Our Darling Girl - A Book Review of Z: A Novel of Zelda Fitzgerald by Therese Anne Fowler

“She refused to be bored chiefly because she wasn’t boring.”

~Zelda Fitzgerald

Zelda Fitzgerald has been glamorized in American history since her debut appearances in New York City, March 1920. Bobbed hair, cupid bow lips, and a sultry smile. What else do we really know about her that makes her so alluring? Half of me wonders if she hasn’t stood the test of time due her sexy name, Zelda. How many people do you know with a Z starting name?

Zoro

Zendaya

Zaccheus

The mysterious and curious man in the tree.

Amazon Prime released an original series in 2015 called “Z: The Beginning of Everything” starring Christina Ricci as Zelda Fitzgerald. I wasn’t out looking for a new fascination, instead the show piqued my interest. I love literature’s backstories. What goes into the making of great authors and poets. While great fun for a television series, I completed the ten part series wanting much more than was offered. The script made the Fitzgeralds seem larger than life, impractical, and sort of like a flash flame. And here we are over one hundred years later, still thinking about them. There had to be more substance, right?

After finishing the ten episodes show, I sought out a few of F. Scott Fitzgerald’s books and a biography or two to understand a little more. Z: A Novel of Zelda Fitzgerald by Therese Anne Fowler was the inspiration for the show, and while squarely historical fiction, it felt like a good place to start.

Fowler set out to uncover a more intimate portrait of F. Scott Fitzgerald’s wife and lifelong love, Zelda. While Fitzgerald has been heralded one of America’s greatest writers, and most of us read a novel or two in school, his worthiness was more than put to the test in Z.
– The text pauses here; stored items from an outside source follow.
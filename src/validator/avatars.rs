//! Avatar and relation actions.

use std::collections::BTreeSet;

use tracing::{debug, warn};

use super::action::{AvatarPayload, RelationPayload};
use super::error::{ValidationFatal, ValidationResult};
use super::{new_component_id, DatasetValidator};
use crate::capabilities::DatasetCapabilities;
use crate::components::{ComponentRef, DatasetEditor, StoreError};
use crate::model::{
    codes, AvatarRelation, BinaryCondition, ComponentError, ComponentType, ConditionPart, Field,
    ManagedBy, SchemaColumn, SourceAvatar,
};

impl<'a> DatasetValidator<'a> {
    fn direct_fields_of(&self, avatar_id: &str) -> Vec<Field> {
        let single = BTreeSet::from([avatar_id.to_string()]);
        self.ds
            .direct_fields_for_avatars(&single)
            .into_iter()
            .cloned()
            .collect()
    }

    /// Recompute an avatar's direct fields in place, without reconciling.
    fn recompute_direct_fields(&mut self, avatar_id: &str) -> ValidationResult<()> {
        for field in self.direct_fields_of(avatar_id) {
            self.update_field(Some(field.clone()), Some(field), None, true, false)?;
        }
        Ok(())
    }

    // ========================================================================
    // Avatars
    // ========================================================================

    pub(super) fn add_avatar(
        &mut self,
        payload: AvatarPayload,
        disable_fields_update: bool,
        managed_by: ManagedBy,
    ) -> ValidationResult<()> {
        let requested = payload
            .source_id
            .ok_or_else(|| ValidationFatal::invalid("add_avatar requires a source id"))?;
        let source_id = self.resolve_source_id(&requested);
        let Some(source) = self.ds.source(&source_id) else {
            return self.skip_or_fail(ValidationFatal::SourceNotFound(source_id));
        };
        let source_title = source.title.clone();

        let id = payload.id.unwrap_or_else(new_component_id);
        self.validate_new_id(&id)?;
        let title = payload.title.unwrap_or(source_title);

        let mut avatar = SourceAvatar::new(&id, &source_id, title.clone());
        avatar.managed_by = managed_by;
        DatasetEditor::new(self.ds).add_avatar(avatar.clone())?;
        self.formula.register_avatar(&avatar);
        self.validate_title(ComponentType::SourceAvatar, &id, None, Some(&title));
        self.mark_affected(ComponentType::SourceAvatar, &id);

        if !disable_fields_update {
            let new_schema = self
                .ds
                .raw_schema_for_avatar(&id)
                .map(<[SchemaColumn]>::to_vec)
                .unwrap_or_default();
            self.update_direct_fields_for_updated_raw_schema(
                &BTreeSet::from([id]),
                &[],
                &new_schema,
                false,
            )?;
        }
        Ok(())
    }

    pub(super) fn update_avatar(
        &mut self,
        payload: AvatarPayload,
        disable_fields_update: bool,
        managed_by: ManagedBy,
    ) -> ValidationResult<()> {
        let id = payload
            .id
            .ok_or_else(|| ValidationFatal::invalid("update_avatar requires an id"))?;
        let Some(avatar) = self.ds.avatar(&id) else {
            return self.skip_or_fail(StoreError::not_found(ComponentType::SourceAvatar, &id).into());
        };
        let old_title = avatar.title.clone();
        let old_source = avatar.source_id.clone();
        self.ds.validate_can_be_managed(
            &ComponentRef::new(ComponentType::SourceAvatar, &id),
            managed_by,
        )?;

        let new_source = payload
            .source_id
            .map(|s| self.resolve_source_id(&s))
            .filter(|s| *s != old_source);
        let old_schema = self
            .ds
            .raw_schema_for_avatar(&id)
            .map(<[SchemaColumn]>::to_vec)
            .unwrap_or_default();

        DatasetEditor::new(self.ds).update_avatar(&id, payload.title.clone(), new_source.clone())?;
        if let Some(title) = payload.title.filter(|t| *t != old_title) {
            self.validate_title(ComponentType::SourceAvatar, &id, Some(&old_title), Some(&title));
        }
        self.mark_affected(ComponentType::SourceAvatar, &id);

        if new_source.is_none() {
            return Ok(());
        }
        debug!(avatar = %id, from = %old_source, "avatar moved to another source");
        if disable_fields_update {
            self.recompute_direct_fields(&id)?;
        } else {
            let new_schema = self
                .ds
                .raw_schema_for_avatar(&id)
                .map(<[SchemaColumn]>::to_vec)
                .unwrap_or_default();
            self.update_direct_fields_for_updated_raw_schema(
                &BTreeSet::from([id.clone()]),
                &old_schema,
                &new_schema,
                false,
            )?;
        }

        let relation_ids: Vec<String> = self
            .ds
            .relations_touching(&id)
            .iter()
            .map(|r| r.id.clone())
            .collect();
        for relation_id in relation_ids {
            self.validate_relation(&relation_id)?;
        }
        Ok(())
    }

    /// Delete an avatar with the relations joining it in and, unless
    /// disabled, its direct fields. An avatar other avatars are joined to
    /// must have those relations removed first.
    pub(super) fn delete_avatar(
        &mut self,
        id: &str,
        disable_fields_update: bool,
        managed_by: ManagedBy,
    ) -> ValidationResult<()> {
        let Some(avatar) = self.ds.avatar(id) else {
            return self.skip_or_fail(StoreError::not_found(ComponentType::SourceAvatar, id).into());
        };
        let title = avatar.title.clone();
        self.ds.validate_can_be_managed(
            &ComponentRef::new(ComponentType::SourceAvatar, id),
            managed_by,
        )?;

        let outgoing: Vec<String> = self
            .ds
            .relations_from(id)
            .iter()
            .map(|r| r.id.clone())
            .collect();
        if !outgoing.is_empty() {
            return Err(StoreError::AvatarHasRelations {
                avatar_id: id.to_string(),
                relation_ids: outgoing,
            }
            .into());
        }

        let incoming: Vec<String> = self
            .ds
            .relations_to(id)
            .iter()
            .map(|r| r.id.clone())
            .collect();
        for relation_id in incoming {
            DatasetEditor::new(self.ds).remove_avatar_relation(&relation_id)?;
            self.ds.error_registry.remove_pack(&relation_id);
        }

        if !disable_fields_update {
            let field_ids: BTreeSet<String> =
                self.direct_fields_of(id).into_iter().map(|f| f.id).collect();
            self.remove_filters_for_fields(&field_ids)?;
        }

        let old_schema = self
            .ds
            .raw_schema_for_avatar(id)
            .map(<[SchemaColumn]>::to_vec)
            .unwrap_or_default();
        DatasetEditor::new(self.ds).remove_avatar(id)?;

        // The avatar is gone, so its fields no longer resolve.
        if disable_fields_update {
            self.recompute_direct_fields(id)?;
        } else {
            self.update_direct_fields_for_updated_raw_schema(
                &BTreeSet::from([id.to_string()]),
                &old_schema,
                &[],
                true,
            )?;
        }

        self.formula.unregister_avatar(id);
        self.ds.error_registry.remove_pack(id);
        self.validate_title(ComponentType::SourceAvatar, id, Some(&title), None);
        Ok(())
    }

    // ========================================================================
    // Relations
    // ========================================================================

    pub(super) fn add_relation(
        &mut self,
        payload: RelationPayload,
        managed_by: ManagedBy,
    ) -> ValidationResult<()> {
        let (Some(left), Some(right)) = (payload.left_avatar_id, payload.right_avatar_id) else {
            return Err(ValidationFatal::invalid(
                "add_relation requires both avatar ids",
            ));
        };
        let id = payload.id.unwrap_or_else(new_component_id);
        self.validate_new_id(&id)?;

        let conditions = match payload.conditions.filter(|c| !c.is_empty()) {
            Some(conditions) => conditions,
            None => self.auto_condition(&left, &right).into_iter().collect(),
        };

        let mut relation = AvatarRelation::new(&id, left, right);
        relation.conditions = conditions;
        relation.join_type = payload.join_type.unwrap_or_default();
        relation.required = payload.required.unwrap_or(false);
        relation.managed_by = managed_by;
        DatasetEditor::new(self.ds).add_avatar_relation(relation)?;

        self.validate_relation(&id)
    }

    pub(super) fn update_relation(
        &mut self,
        payload: RelationPayload,
        managed_by: ManagedBy,
    ) -> ValidationResult<()> {
        let id = payload
            .id
            .ok_or_else(|| ValidationFatal::invalid("update_relation requires an id"))?;
        let Some(relation) = self.ds.relation(&id) else {
            return self
                .skip_or_fail(StoreError::not_found(ComponentType::AvatarRelation, &id).into());
        };
        let (left, right) = (
            relation.left_avatar_id.clone(),
            relation.right_avatar_id.clone(),
        );
        self.ds.validate_can_be_managed(
            &ComponentRef::new(ComponentType::AvatarRelation, &id),
            managed_by,
        )?;

        let moves = payload.left_avatar_id.as_ref().is_some_and(|l| *l != left)
            || payload.right_avatar_id.as_ref().is_some_and(|r| *r != right);
        if moves {
            return Err(ValidationFatal::invalid(format!(
                "relation '{}' cannot change its avatars",
                id
            )));
        }

        let conditions = match payload.conditions {
            Some(conditions) if conditions.is_empty() => {
                Some(self.auto_condition(&left, &right).into_iter().collect())
            }
            other => other,
        };
        DatasetEditor::new(self.ds).update_avatar_relation(
            &id,
            conditions,
            payload.join_type,
            payload.required,
        )?;
        self.validate_relation(&id)
    }

    pub(super) fn delete_relation(&mut self, id: &str, managed_by: ManagedBy) -> ValidationResult<()> {
        if self.ds.relation(id).is_none() {
            return self.skip_or_fail(StoreError::not_found(ComponentType::AvatarRelation, id).into());
        }
        self.ds.validate_can_be_managed(
            &ComponentRef::new(ComponentType::AvatarRelation, id),
            managed_by,
        )?;
        DatasetEditor::new(self.ds).remove_avatar_relation(id)?;
        self.ds.error_registry.remove_pack(id);
        Ok(())
    }

    /// One equi-condition on a column name both avatars share.
    ///
    /// Left columns are tried in name order and the first one with a partner
    /// wins. For each column an exact match beats a case-insensitive one.
    fn auto_condition(&self, left: &str, right: &str) -> Option<BinaryCondition> {
        let left_schema = self.ds.raw_schema_for_avatar(left);
        let right_schema = self.ds.raw_schema_for_avatar(right);
        let (left_schema, right_schema) = match (left_schema, right_schema) {
            (Some(l), Some(r)) => (l, r),
            (l, r) => {
                let side = match (l.is_none(), r.is_none()) {
                    (true, true) => "both",
                    (true, false) => "left",
                    _ => "right",
                };
                warn!(left, right, side, "no schema, relation left without condition");
                return None;
            }
        };

        let mut left_names: Vec<&str> = left_schema.iter().map(|c| c.name.as_str()).collect();
        left_names.sort_unstable();

        let matched = left_names.iter().find_map(|name| {
            right_schema
                .iter()
                .find(|c| c.name == *name)
                .or_else(|| right_schema.iter().find(|c| c.name.eq_ignore_ascii_case(name)))
                .map(|c| (name.to_string(), c.name.clone()))
        });

        let (l, r) = matched?;
        debug!(left, right, column = %l, "generated join condition");
        Some(BinaryCondition::eq(
            ConditionPart::direct(l),
            ConditionPart::direct(r),
        ))
    }

    /// Recompute a relation's errors: condition compilation and join-type
    /// support.
    pub(super) fn validate_relation(&mut self, id: &str) -> ValidationResult<()> {
        let Some(relation) = self.ds.relation(id).cloned() else {
            return Err(StoreError::not_found(ComponentType::AvatarRelation, id).into());
        };
        self.ds.error_registry.remove_pack(id);

        for error in self.formula.compile_relation_formula(self.ds, &relation) {
            self.register_error(ComponentType::AvatarRelation, id, error.to_component_error());
        }

        let supported = DatasetCapabilities::new(self.ds, self.connectors.probe.as_ref())
            .relation_join_supported(
                &relation.left_avatar_id,
                &relation.right_avatar_id,
                relation.join_type,
            );
        if !supported {
            self.register_error(
                ComponentType::AvatarRelation,
                id,
                ComponentError::new(
                    codes::RELATION_JOIN_TYPE,
                    format!("join type {} is not supported by the sources", relation.join_type),
                )
                .with_detail("join_type", relation.join_type.to_string()),
            );
        }
        self.mark_affected(ComponentType::AvatarRelation, id);
        Ok(())
    }
}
After looking to multiple sources, I have begun to imagine that watching the young Fitzgeralds in the 1920s and 30s must have been like watching the Kardashians today. The garish display of wealth and immaturity is tough to look away from.  You’ve got to properly suspended any and all belief in their lifestyle being attainable, or real, in order to be dazzled with the rest of them.

And isn’t that exactly what The Great Gatsby does for millions of readers, and narrator Nick Carraway?

On brand with many other historical novels trending in the market right now, Z: A Novel of Zelda Fitzgerald, is exploratory in nature. Readers and authors are trying to discover the truth behind every great piece of literature. And it was time The Great Gatsby went on trial.

While Fowler’s Z has been out for ten years, it doesn’t feel it. Many new historical fictions contain the themes of true authorship and overlooked women. Thinking of The Secrets We Kept by Lara Prescott and Becoming Mrs. Lewis by Pattie Callahan, Z matches in style and stride. And I imagine will still feel relevant many more years in the future.

History recognizes Zelda as an outstanding author and creator in her own right. Because of her short life and gap years in sanitoriums where she was forbidden to write, many questions remain about where the lines between husband and wife crossed after things went to print. The Amazon show, “Z: The Beginning of Everything”, is much more suggestive that Fitzgerald absorbed Zelda’s writings for his own publications after years of manipulation and gaslighting. Fowler paints a more complicated picture of the couple. The toxic traits of both causing suffering for one another.

And while understanding and crediting true authorship is important, I don’t know if flaying people’s flaws for entertainment is the best way about it.

The New York Times reviewer Penelope Green was less than appreciative of this fictional portrayal in her review in article “Beautiful and Damned.”

“Fowler has determinedly imagined her own dialogue and written her own versions of Zelda’s letters, and the voice she has given her is that of a perky helpmeet to her husband: a can-do girl saddled with a hopeless drunk, jollying him along, deflecting his alcoholic rage and attendant social embarrassments with quips delivered over her shoulder as she leads him away from the bar or the dinner table.”

The audiobook, for this novel, is an excellent choice. At first, I was a bit put off by the reader, Jenna Lamia, because her voice feels young and unpolished. As I continued to listen, though, I realized how perfect the casting for this story was. And as I thought about Zelda and Fitzgerald’s massive amounts of talent, their failings were encapsulated in immaturity from their immediate fame.

Z: A Novel of Zelda Fitzgerald is entertainment. Especially for those who love time pieces and book connections. Fowler does not miss a single connection the Fitzgeralds had, name-dropping Pablo Picasso, Ernest Hemmingway, and Edith Wharton freely. The prose is beautiful and sparkly, like I imagine conversing with Zelda was. While I may have a sour taste in my mouth about the destructive natures of Scott and Zelda, I would still recommend this book.